#### [What is being asked]
Pull out every line in the data that has the string "limits" in it.

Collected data
BEGIN

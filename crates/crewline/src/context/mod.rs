//! Context size control.
//!
//! Prompts are the main cost driver, so any free text that can grow without
//! bound (task descriptions, role backstories) goes through
//! [`prune_context`] before it reaches a model.

pub mod prune;

pub use prune::{DEFAULT_PRUNE_BUDGET, PRUNE_SENTINEL, prune_context};
//! Role configuration loaded from YAML.
//!
//! The file maps a role key to its persona:
//!
//! ```yaml
//! architect:
//!   role: Software Architect
//!   goal: Turn feature specs into implementation plans
//!   backstory: Fifteen years designing web frontends.
//!   complexity: high
//! ```
//!
//! `complexity` is optional and defaults to `low`. `backstory` defaults to an
//! empty string. The table is validated once, before any agent is built.

use std::collections::BTreeMap;
use std::path::Path;

use serde::{Deserialize, Serialize};
use tracing::debug;

use crate::api::router::ComplexityTier;
use crate::error::ConfigError;

/// Role keys the four-stage pipeline needs, in stage order.
pub const PIPELINE_ROLES: [&str; 4] = ["product_manager", "architect", "developer", "qa_engineer"];

/// One role entry.
#[derive(Debug, Clone, PartialEq, Serialize, Deserialize)]
pub struct RoleConfig {
    pub role: String,
    pub goal: String,
    #[serde(default)]
    pub backstory: String,
    /// Complexity label as written; see [`RoleConfig::tier`].
    #[serde(default = "default_complexity")]
    pub complexity: String,
}

fn default_complexity() -> String {
    ComplexityTier::Low.as_str().to_string()
}

impl RoleConfig {
    /// Routing tier for the label. Anything but `high` is low.
    pub fn tier(&self) -> ComplexityTier {
        ComplexityTier::from_label(&self.complexity)
    }
}

/// Role key → [`RoleConfig`] table.
#[derive(Debug, Clone, Default, PartialEq, Serialize, Deserialize)]
#[serde(transparent)]
pub struct AgentsConfig {
    roles: BTreeMap<String, RoleConfig>,
}

impl AgentsConfig {
    /// Read and parse a YAML role table.
    pub fn load(path: impl AsRef<Path>) -> Result<Self, ConfigError> {
        let path = path.as_ref();
        let text = std::fs::read_to_string(path).map_err(|source| ConfigError::Read {
            path: path.to_path_buf(),
            source,
        })?;
        let config = Self::parse(&text).map_err(|message| ConfigError::Parse {
            path: path.to_path_buf(),
            message,
        })?;
        debug!("Loaded {} role(s) from {}", config.roles.len(), path.display());
        Ok(config)
    }

    pub fn from_yaml_str(text: &str) -> Result<Self, ConfigError> {
        Self::parse(text).map_err(|message| ConfigError::Parse {
            path: "<inline>".into(),
            message,
        })
    }

    fn parse(text: &str) -> Result<Self, String> {
        // An empty document is an empty table, not an error.
        if text.trim().is_empty() {
            return Ok(Self::default());
        }
        serde_yaml::from_str(text).map_err(|e| e.to_string())
    }

    pub fn with_role(mut self, key: impl Into<String>, role: RoleConfig) -> Self {
        self.roles.insert(key.into(), role);
        self
    }

    pub fn get(&self, key: &str) -> Option<&RoleConfig> {
        self.roles.get(key)
    }

    pub fn keys(&self) -> impl Iterator<Item = &str> {
        self.roles.keys().map(String::as_str)
    }

    pub fn len(&self) -> usize {
        self.roles.len()
    }

    pub fn is_empty(&self) -> bool {
        self.roles.is_empty()
    }

    /// Check that every key in `required` exists with a non-empty `role`
    /// and `goal`.
    pub fn validate(&self, required: &[&str]) -> Result<(), ConfigError> {
        for key in required {
            let entry = self
                .roles
                .get(*key)
                .ok_or_else(|| ConfigError::MissingRole((*key).to_string()))?;
            if entry.role.trim().is_empty() {
                return Err(ConfigError::MissingField {
                    role_key: (*key).to_string(),
                    field: "role",
                });
            }
            if entry.goal.trim().is_empty() {
                return Err(ConfigError::MissingField {
                    role_key: (*key).to_string(),
                    field: "goal",
                });
            }
        }
        Ok(())
    }
}
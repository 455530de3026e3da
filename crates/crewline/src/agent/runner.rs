//! Per-stage tool-use loop.
//!
//! [`StageRunner`] sends the agent's messages and tool definitions to the
//! model, executes any returned tool calls through the [`ToolSet`], appends
//! the results and repeats until the model answers with text only or the
//! agent's iteration limit is reached. The whole run is bounded by the
//! agent's wall-clock limit. Hitting the iteration limit without any text
//! answer is an error.
//!
//! ```ignore
//! let runner = StageRunner::new(&client, &tools, &LoggingHandler);
//! let run = runner.run(&agent, "Create technical implementation plan.").await?;
//! println!("{}", run.output);
//! ```

use tracing::{debug, warn};

use crate::api::client::ChatBackend;
use crate::api::retry::{RetryConfig, retry_api_call};
use crate::tools::core::ToolSet;
use crate::{ChatRequest, DEFAULT_MAX_TOKENS, Message, UsageRequest};

use super::events::{EventHandler, EventResponse, HarnessEvent};
use super::factory::AgentDescriptor;

/// Result of one agent run.
#[derive(Debug, Clone)]
pub struct AgentRun {
    /// The agent's final answer (the last non-empty text it produced).
    pub output: String,
    /// Rounds (completion calls) used.
    pub rounds: u32,
    /// `false` when the iteration limit ended the run.
    pub finished: bool,
    /// Full transcript, including the initial system and user messages.
    pub messages: Vec<Message>,
}

/// Runs one agent to completion.
///
/// Borrows the backend, tools and handler; bind them before building the
/// runner so they outlive [`run`](Self::run).
pub struct StageRunner<'a> {
    backend: &'a dyn ChatBackend,
    tools: &'a ToolSet,
    handler: &'a dyn EventHandler,
    max_tokens: u32,
    retry: RetryConfig,
}

impl<'a> StageRunner<'a> {
    pub fn new(backend: &'a dyn ChatBackend, tools: &'a ToolSet, handler: &'a dyn EventHandler) -> Self {
        Self {
            backend,
            tools,
            handler,
            max_tokens: DEFAULT_MAX_TOKENS,
            retry: RetryConfig::default(),
        }
    }

    pub fn with_max_tokens(mut self, max_tokens: u32) -> Self {
        self.max_tokens = max_tokens;
        self
    }

    /// Backoff timing for completion retries. The retry count always comes
    /// from the agent's model binding.
    pub fn with_retry_backoff(mut self, retry: RetryConfig) -> Self {
        self.retry = retry;
        self
    }

    /// Run `agent` on `prompt`. Errors carry the failure text; the pipeline
    /// attaches the stage.
    pub async fn run(&self, agent: &AgentDescriptor, prompt: &str) -> Result<AgentRun, String> {
        let limit = agent.limits.max_execution_time;
        match tokio::time::timeout(limit, self.run_rounds(agent, prompt)).await {
            Ok(result) => result,
            Err(_) => Err(format!(
                "agent '{}' exceeded its {}s execution limit",
                agent.key,
                limit.as_secs()
            )),
        }
    }

    async fn run_rounds(&self, agent: &AgentDescriptor, prompt: &str) -> Result<AgentRun, String> {
        let mut messages = vec![Message::system(agent.system_prompt()), Message::user(prompt)];
        let tool_defs = self.tools.definitions_for(&agent.tools);
        let tools = (!tool_defs.is_empty()).then_some(tool_defs);
        let retry = RetryConfig {
            max_retries: agent.binding.max_retries,
            ..self.retry.clone()
        };

        let mut output = String::new();
        let max_iterations = agent.limits.max_iterations;

        for round in 1..=max_iterations {
            let body = ChatRequest {
                model: agent.binding.model.clone(),
                messages: messages.clone(),
                max_tokens: self.max_tokens,
                temperature: agent.binding.temperature,
                tools: tools.clone(),
                usage: Some(UsageRequest { include: true }),
            };
            debug!(
                "[{}] round {round}/{max_iterations}: {} message(s)",
                agent.key,
                body.messages.len()
            );

            let completion = retry_api_call(&retry, || self.backend.chat(&body)).await?;

            let mut injected = Vec::new();
            self.emit(
                &HarnessEvent::Completion {
                    agent: &agent.key,
                    model: &agent.binding.model,
                    round,
                    completion: &completion,
                },
                &mut injected,
            );

            if let Some(text) = completion.content.as_deref().filter(|t| !t.trim().is_empty()) {
                self.emit(&HarnessEvent::Text(text), &mut injected);
                output = text.to_string();
            }

            if completion.tool_calls.is_empty() {
                if let Some(text) = completion.content.clone() {
                    messages.push(Message::assistant_text(text));
                }
                self.emit(&HarnessEvent::Finished { rounds: round }, &mut injected);
                return Ok(AgentRun {
                    output,
                    rounds: round,
                    finished: true,
                    messages,
                });
            }

            messages.push(Message::assistant_tool_calls(
                completion.content.clone(),
                completion.tool_calls.clone(),
            ));

            for call in &completion.tool_calls {
                let name = call.function.name.as_str();
                let arguments = call.function.arguments.as_str();
                self.emit(&HarnessEvent::ToolExecuting { name, arguments }, &mut injected);

                let result = if agent.tools.iter().any(|t| t == name) {
                    self.tools
                        .execute(name, arguments)
                        .await
                        .map_err(|e| e.to_string())?
                } else {
                    format!("Error: tool '{name}' is not available to this agent")
                };

                self.emit(
                    &HarnessEvent::ToolResult {
                        name,
                        call_id: &call.id,
                        result: &result,
                    },
                    &mut injected,
                );
                messages.push(Message::tool_result(&call.id, result));
            }

            messages.extend(injected.into_iter().map(Message::user));
        }

        warn!(
            "[{}] stopped after {max_iterations} iteration(s) without a final answer",
            agent.key
        );
        self.handler
            .on_event(&HarnessEvent::IterationLimitReached { max_iterations });
        if output.trim().is_empty() {
            return Err(format!(
                "agent '{}' produced no answer within {max_iterations} iteration(s)",
                agent.key
            ));
        }
        Ok(AgentRun {
            output,
            rounds: max_iterations,
            finished: false,
            messages,
        })
    }

    fn emit(&self, event: &HarnessEvent<'_>, injected: &mut Vec<String>) {
        if let Some(EventResponse::InjectMessage(msg)) = self.handler.on_event(event) {
            injected.push(msg);
        }
    }
}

END

#### [Task solution]
        let limit = agent.limits.max_execution_time;
        let max_iterations = agent.limits.max_iterations;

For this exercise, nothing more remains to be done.